_Task goal_: Line count for "ReferenceStrip": state how many lines of the listing below contain it, without anything else.

◆ ◆ ◆ ◆ ◆ ◆ ◆

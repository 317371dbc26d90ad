//! Chart composition.
//!
//! ```text
//! +------------------+-----+----------+
//! | sine block       | gap | fiducial |   top row
//! | (rotated 90° CCW)|     |          |
//! +------------------+-----+----------+
//! | captions         |                |   middle row
//! +------------------+----------------+
//! | black | ramp | white              |   reference strip
//! +-----------------------------------+
//! ```

use crate::text::{fiducial_caption, sine_block_caption, TextRenderer};
use crate::tiles::{draw_reference_strip, draw_sine_block, period_px, rotate_ccw};
use crate::{ChartSpec, PrintError};
use sinemtf_aruco::MarkerRenderer;
use sinemtf_core::{
    mm_to_pixels, pixels_to_mm, ChartDescription, ConfigurationError, FiducialRegion, GrayImage,
    ReferenceStrip, SineBlock, SizeMm, SizePx, Xywhr,
};
use std::f64::consts::FRAC_PI_2;

#[cfg(feature = "tracing")]
use tracing::instrument;

/// A rendered chart and its geometric description.
#[derive(Clone, Debug)]
pub struct ChartLayout {
    pub image: GrayImage,
    pub description: ChartDescription,
}

fn px(what: &'static str, mm: f64, dpi: f64) -> Result<usize, ConfigurationError> {
    let p = mm_to_pixels(mm, dpi);
    if p < 1 {
        return Err(ConfigurationError::InvalidDimension { what, value: mm });
    }
    Ok(p as usize)
}

fn warn_on_sampling(spec: &ChartSpec) {
    let sine = &spec.sine;
    if sine.subpixel_samples > 1 && sine.subpixel_samples % 2 == 0 {
        log::warn!(
            "subpixel sample count {} is even; an odd count keeps the pixel center sampled",
            sine.subpixel_samples
        );
    }
    for &lpmm in &sine.frequencies_lpmm {
        let period_mm = 1.0 / lpmm;
        if sine.length_mm < 10.0 * period_mm {
            log::warn!("{lpmm} lp/mm: tile length is less than 10 periods");
        }
        if sine.tile_height_mm < 2.0 * period_mm {
            log::warn!("{lpmm} lp/mm: tile height is less than 2 periods");
        }
        let period = period_px(lpmm, spec.dpi);
        if period < 2.0 {
            log::warn!(
                "{lpmm} lp/mm: period {period:.3} px is below 2 px at {} dpi and cannot be printed",
                spec.dpi
            );
        }
    }
}

/// Render the chart described by `spec`.
///
/// The marker bitmap comes from `marker`, captions from `text`. The
/// returned description matches the bitmap pixel for pixel.
#[cfg_attr(feature = "tracing", instrument(level = "info", skip(spec, marker, text), fields(dpi = spec.dpi)))]
pub fn generate_chart(
    spec: &ChartSpec,
    marker: &dyn MarkerRenderer,
    text: &dyn TextRenderer,
) -> Result<ChartLayout, PrintError> {
    spec.validate()?;
    warn_on_sampling(spec);

    let dpi = spec.dpi;
    let freqs = &spec.sine.frequencies_lpmm;
    let n = freqs.len();

    let m = px("fiducial side", spec.fiducial.side_mm, dpi)?;
    let fiducial = marker.render(spec.fiducial.id, m)?;
    let length = px("sine tile length", spec.sine.length_mm, dpi)?;
    let tile_h = px("sine tile height", spec.sine.tile_height_mm, dpi)?;
    let strip_h = px("reference strip height", spec.reference.height_mm, dpi)?;

    let block = rotate_ccw(&draw_sine_block(
        freqs,
        length,
        tile_h,
        dpi,
        spec.sine.subpixel_samples,
    ));
    let block_w = block.width; // n * tile_h

    let gap = ((m as f64 / marker.modules_per_side() as f64).round() as usize).max(1);
    let width = block_w + gap + m;
    let top_h = length.max(m);

    let sine_text_h = (spec.text_height_ratio * block_w as f64).round() as usize;
    let fid_text_h = (spec.text_height_ratio * m as f64).round() as usize;
    let mid_h = gap.max(sine_text_h + fid_text_h);
    let height = top_h + mid_h + strip_h;

    log::debug!(
        "chart layout: {width}x{height} px, block {block_w}x{length}, marker {m}, gap {gap}, captions {sine_text_h}+{fid_text_h}"
    );

    let mut canvas = GrayImage::filled(width, height, 255);
    canvas.paste(&block, 0, 0);
    canvas.paste(&fiducial, block_w + gap, 0);

    let captions_bottom = top_h + mid_h;
    if sine_text_h > 0 {
        let tile = text.render_line(&sine_block_caption(freqs), block_w, sine_text_h);
        canvas.paste(&tile, 0, captions_bottom - fid_text_h - sine_text_h);
    }
    if fid_text_h > 0 {
        let caption = fiducial_caption(marker.name(), spec.fiducial.id, spec.fiducial.side_mm);
        let tile = text.render_line(&caption, block_w, fid_text_h);
        canvas.paste(&tile, 0, captions_bottom - fid_text_h);
    }
    canvas.paste(&draw_reference_strip(width, strip_h), 0, top_h + mid_h);

    let description = ChartDescription {
        total_size_px: SizePx {
            h: height,
            w: width,
        },
        total_size_mm: SizeMm {
            h: pixels_to_mm(height as f64, dpi),
            w: pixels_to_mm(width as f64, dpi),
        },
        fiducial: FiducialRegion {
            id: spec.fiducial.id,
            xywhr: Xywhr::axis_aligned((block_w + gap) as f64, 0.0, m as f64, m as f64),
            physical_width_mm: pixels_to_mm(m as f64, dpi),
        },
        sine_block: SineBlock {
            xywhr: Xywhr::new(
                0.0,
                length as f64,
                length as f64,
                (n * tile_h) as f64,
                -FRAC_PI_2,
            ),
            frequencies_lpmm: freqs.clone(),
        },
        reference_strip: ReferenceStrip {
            xywhr: Xywhr::axis_aligned(0.0, (top_h + mid_h) as f64, width as f64, strip_h as f64),
        },
        dpi: Some(dpi),
        dictionary: Some(marker.name().to_string()),
    };
    description.validate()?;

    Ok(ChartLayout {
        image: canvas,
        description,
    })
}

#[cfg(test)]
mod tests {
    use super::*;
    use crate::spec::{FiducialSpec, ReferenceSpec, SineSpec};
    use crate::text::BlankText;
    use crate::tiles::{draw_sine_tile, sine_profile};
    use sinemtf_aruco::builtins::DICT_4X4_50;
    use sinemtf_core::rect_to_corners;
    use std::cell::RefCell;

    fn spec() -> ChartSpec {
        ChartSpec {
            dpi: 600.0,
            fiducial: FiducialSpec {
                id: 3,
                side_mm: 5.08, // 120 px
            },
            sine: SineSpec {
                frequencies_lpmm: vec![0.5, 1.0, 2.0],
                length_mm: 10.16,     // 240 px
                tile_height_mm: 1.27, // 30 px
                subpixel_samples: 11,
            },
            reference: ReferenceSpec {
                height_mm: 0.846_666, // 20 px
            },
            text_height_ratio: 0.06,
        }
    }

    #[test]
    fn geometry_matches_bitmap() {
        let s = spec();
        let chart = generate_chart(&s, &DICT_4X4_50, &BlankText).expect("chart");
        let d = &chart.description;

        // 90 block + 20 gap + 120 marker; 240 top + max(20, 5 + 7) + 20 strip
        assert_eq!(d.total_size_px, SizePx { h: 280, w: 230 });
        assert_eq!((chart.image.width, chart.image.height), (230, 280));
        assert_eq!(d.fiducial.xywhr, Xywhr::axis_aligned(110.0, 0.0, 120.0, 120.0));
        assert!((d.fiducial.physical_width_mm - 5.08).abs() < 1e-9);
        assert_eq!(d.reference_strip.xywhr, Xywhr::axis_aligned(0.0, 260.0, 230.0, 20.0));
        assert_eq!(d.sine_block.xywhr, Xywhr::new(0.0, 240.0, 240.0, 90.0, -FRAC_PI_2));
        assert_eq!(d.dictionary.as_deref(), Some("DICT_4X4_50"));

        // fiducial pixels are exactly the rendered marker
        let marker = DICT_4X4_50.render(3, 120).expect("marker");
        assert_eq!(chart.image.crop(110, 0, 120, 120), marker);
        // gap column and the area below the marker are white
        assert!((0..240).all(|y| chart.image.get(100, y) == 255));
        assert!(chart.image.crop(110, 120, 120, 140).data.iter().all(|&v| v == 255));

        // reference strip
        let strip = chart.image.crop(0, 260, 230, 20);
        assert_eq!(strip, crate::tiles::draw_reference_strip(230, 20));
    }

    #[test]
    fn sine_tiles_run_upwards_from_block_origin() {
        let s = spec();
        let chart = generate_chart(&s, &DICT_4X4_50, &BlankText).expect("chart");
        let tiles = chart.description.sine_block.tiles();
        for (a, (lpmm, rect)) in tiles.iter().enumerate() {
            let profile = sine_profile(*lpmm, 240, 600.0, 11);
            // the tile's local x axis points up the chart
            let c = rect_to_corners(rect);
            assert!((c[0].x - (a * 30) as f64).abs() < 1e-9);
            assert!((c[1].y - 0.0).abs() < 1e-9);
            for (k, &want) in profile.iter().enumerate() {
                let row = 239 - k;
                for col in a * 30..(a + 1) * 30 {
                    assert_eq!(chart.image.get(col, row), want, "tile {a} k {k}");
                }
            }
        }
        // tile a is the rotated unstacked tile
        let t = draw_sine_tile(1.0, 240, 30, 600.0, 11);
        assert_eq!(chart.image.crop(30, 0, 30, 240), rotate_ccw(&t));
    }

    struct RecordingText(RefCell<Vec<(String, usize, usize)>>);

    impl TextRenderer for RecordingText {
        fn render_line(&self, text: &str, width: usize, height: usize) -> GrayImage {
            self.0.borrow_mut().push((text.to_string(), width, height));
            GrayImage::filled(width, height, 128)
        }
    }

    #[test]
    fn captions_sit_bottom_aligned_in_middle_row() {
        let text = RecordingText(RefCell::new(Vec::new()));
        let chart = generate_chart(&spec(), &DICT_4X4_50, &text).expect("chart");
        let calls = text.0.borrow();
        assert_eq!(
            *calls,
            vec![
                ("Tile freqs (lp/mm): 0.50, 1.00, 2.00".to_string(), 90, 5),
                ("DICT_4X4_50; Index 3; 5.08mm x 5.08mm".to_string(), 90, 7),
            ]
        );
        // middle row spans 240..260; captions fill 248..260
        assert_eq!(chart.image.get(0, 247), 255);
        assert_eq!(chart.image.get(0, 248), 128);
        assert_eq!(chart.image.get(89, 259), 128);
        assert_eq!(chart.image.get(90, 250), 255);
    }

    #[test]
    fn tall_captions_grow_the_middle_row() {
        let mut s = spec();
        s.text_height_ratio = 0.2; // 18 + 24 px > 20 px gap
        let chart = generate_chart(&s, &DICT_4X4_50, &BlankText).expect("chart");
        assert_eq!(chart.description.reference_strip.xywhr.y, 240.0 + 42.0);
    }

    #[test]
    fn marker_taller_than_tiles_sets_top_row() {
        let mut s = spec();
        s.sine.length_mm = 2.54; // 60 px < 120 px marker
        let chart = generate_chart(&s, &DICT_4X4_50, &BlankText).expect("chart");
        assert_eq!(chart.description.sine_block.xywhr.y, 60.0);
        assert_eq!(chart.description.reference_strip.xywhr.y, 140.0);
        assert!((0..90).all(|x| chart.image.get(x, 100) == 255));
    }

    #[test]
    fn sizes_that_round_to_zero_are_rejected() {
        let mut s = spec();
        s.sine.tile_height_mm = 0.01;
        assert!(matches!(
            generate_chart(&s, &DICT_4X4_50, &BlankText),
            Err(PrintError::Configuration(ConfigurationError::InvalidDimension {
                what: "sine tile height",
                ..
            }))
        ));
        let mut s = spec();
        s.fiducial.id = 77;
        assert!(matches!(
            generate_chart(&s, &DICT_4X4_50, &BlankText),
            Err(PrintError::Marker(_))
        ));
    }

    #[test]
    fn dictionary_wider_than_64_bits_is_an_error() {
        let wide: sinemtf_aruco::Dictionary =
            serde_json::from_str(r#"{ "name": "wide", "marker_size": 9, "codes": [1, 2, 3, 4] }"#)
                .expect("parse");
        assert!(matches!(
            generate_chart(&spec(), &wide, &BlankText),
            Err(PrintError::Marker(sinemtf_aruco::MarkerError::TooManyBits { bits: 81, .. }))
        ));
    }
}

◆ ◆ ◆ ◆ ◆ ◆ ◆

_Answer area_: 2